The volume is controlled by the Arduino - though the user has control via buttons.
I've seen it and still not sure if it does what I require.
I shall look at it again and do more digging.
What does concern me is that it plays MP3 files, but they have to be sampled at a certain sample rate.
Now: MP3 standard says it should not matter the sample rate.
I am not an MP3 master, but I don't know what rates my MP3 files are sampled. It would be annoying to buy it only to find that all my samples wouldn't play.
Yeah, ok, I would check before buying.... but......
We're going to need a file to play, so find an MP3 file on your computer. Make sure the MP3 is encoded at 192kbps. To do this, right click on the file, then select "Properties," and then the "Summary" tab. Scroll to the bottom until you can see "Bit Rate." If this rate is anything other than 192kbps, the file won't play correctly with our example firmware, and you should either choose a different file or convert the existing one.
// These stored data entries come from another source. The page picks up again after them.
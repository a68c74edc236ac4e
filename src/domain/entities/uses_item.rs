use serde::{Deserialize, Serialize};

use crate::entities::{image::ImageSource, nullable::null_as_default};

#[derive(Debug, Clone, PartialEq, Serialize, Deserialize)]
#[serde(rename_all = "camelCase")]
pub struct UsesItem {
    #[serde(rename = "_id")]
    pub id: String,

    #[serde(default, deserialize_with = "null_as_default")]
    pub name: String,

    #[serde(default, deserialize_with = "null_as_default")]
    pub description: String,

    #[serde(default, deserialize_with = "null_as_default")]
    pub reasoning: String,

    #[serde(default)]
    pub image: Option<ImageSource>,

    pub category: UsesCategory,

    #[serde(default, deserialize_with = "null_as_default")]
    pub url: String,

    #[serde(default, skip_serializing_if = "Option::is_none")]
    pub price: Option<String>,

    #[serde(default, skip_serializing_if = "Option::is_none")]
    pub order: Option<i64>,
}

#[derive(Debug, Clone, Copy, PartialEq, Eq, Hash, Serialize, Deserialize)]
pub enum UsesCategory {
    Hardware,
    Software,
    #[serde(rename = "Development Tools")]
    DevelopmentTools,
    #[serde(rename = "Office Setup")]
    OfficeSetup,
}

impl UsesCategory {
    /// Display order of the uses page.
    pub const ALL: [UsesCategory; 4] = [
        UsesCategory::Hardware,
        UsesCategory::Software,
        UsesCategory::DevelopmentTools,
        UsesCategory::OfficeSetup,
    ];

    pub fn label(&self) -> &'static str {
        match self {
            UsesCategory::Hardware => "Hardware",
            UsesCategory::Software => "Software",
            UsesCategory::DevelopmentTools => "Development Tools",
            UsesCategory::OfficeSetup => "Office Setup",
        }
    }

    /// Lucide icon shown next to the section heading.
    pub fn icon(&self) -> &'static str {
        match self {
            UsesCategory::Hardware => "Monitor",
            UsesCategory::Software => "Code",
            UsesCategory::DevelopmentTools => "Wrench",
            UsesCategory::OfficeSetup => "Coffee",
        }
    }

    pub fn color(&self) -> &'static str {
        match self {
            UsesCategory::Hardware => "bg-blue-500",
            UsesCategory::Software => "bg-amber-500",
            UsesCategory::DevelopmentTools => "bg-orange-600",
            UsesCategory::OfficeSetup => "bg-orange-400",
        }
    }
}

#[cfg(test)]
mod tests {
    use super::*;

    #[test]
    fn multi_word_categories_use_display_names_on_the_wire() {
        let category: UsesCategory = serde_json::from_str(r#""Development Tools""#).unwrap();
        assert_eq!(category, UsesCategory::DevelopmentTools);
        assert_eq!(serde_json::to_string(&UsesCategory::OfficeSetup).unwrap(), r#""Office Setup""#);
    }

    #[test]
    fn unknown_category_is_rejected() {
        assert!(serde_json::from_str::<UsesCategory>(r#""Snacks""#).is_err());
    }
}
The "problem" with one of the shields you mentioned is WAV format.
Most of my stuff is MP3 and I don't want to have to change their format to WAV to suite the card.
Yes, I am thinking of hacking an older MP3 player.
I've actually got one and am thinking of it.
Why I am not too keen on that is that the file names are not "visible" to the user.
And some of the players/shields want the names to be (for instance) 0001.mp3 0002.mp3 0004.mp3 and so on.
Yeah, workable, but not really handy to the person if you are displaying the file names to know what is playing.
Am trying to read that other thread you posted/mentioned. It is long.